_Records_
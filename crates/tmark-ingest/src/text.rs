//! Pasted-text parser.

use crate::ParseOutcome;

/// Parse a pasted blob of URLs.
///
/// Entries are split on newlines, commas, semicolons, and runs of
/// whitespace, trimmed, and kept only when canonicalization succeeds.
pub fn parse_text(input: &str) -> ParseOutcome {
    let mut outcome = ParseOutcome::default();

    for token in input.split(|c: char| c == ',' || c == ';' || c.is_whitespace()) {
        let token = token.trim();
        if token.is_empty() {
            continue;
        }
        outcome.push_candidate(token);
    }

    outcome
}

#[cfg(test)]
mod tests {
    use super::*;

    #[test]
    fn splits_on_all_separators() {
        let input = "https://youtu.be/aaaaaaaaaaa, https://youtu.be/bbbbbbbbbbb;https://youtu.be/ccccccccccc\nhttps://youtu.be/ddddddddddd   https://youtu.be/eeeeeeeeeee";
        let outcome = parse_text(input);
        assert_eq!(outcome.entries.len(), 5);
        assert_eq!(outcome.rejected, 0);
    }

    #[test]
    fn dedupes_by_canonical_id_keeping_first_occurrence() {
        let input = "https://youtu.be/dQw4w9WgXcQ, https://www.youtube.com/watch?v=dQw4w9WgXcQ&t=10s\nhttps://vimeo.com/1";
        let outcome = parse_text(input);
        assert_eq!(outcome.entries.len(), 1);
        assert_eq!(outcome.entries[0].url, "https://youtu.be/dQw4w9WgXcQ");
        assert_eq!(outcome.rejected, 1);
    }

    #[test]
    fn empty_and_garbage_inputs_are_total() {
        assert!(parse_text("").is_empty());
        assert!(parse_text("   \n\n  ,,, ;;;").is_empty());
        let outcome = parse_text("hello world");
        assert!(outcome.entries.is_empty());
        assert_eq!(outcome.rejected, 2);
    }

    #[test]
    fn preserves_input_order() {
        let input = "https://youtu.be/bbbbbbbbbbb\nhttps://youtu.be/aaaaaaaaaaa";
        let outcome = parse_text(input);
        let ids: Vec<&str> = outcome.entries.iter().map(|e| e.id.as_str()).collect();
        assert_eq!(ids, vec!["bbbbbbbbbbb", "aaaaaaaaaaa"]);
    }
}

_About this task_
Reproduce each line of the records in which the word "rejected" appears.

_Output below_
        assert_eq!(outcome.rejected, 0);
        assert_eq!(outcome.rejected, 1);
        assert_eq!(outcome.rejected, 2);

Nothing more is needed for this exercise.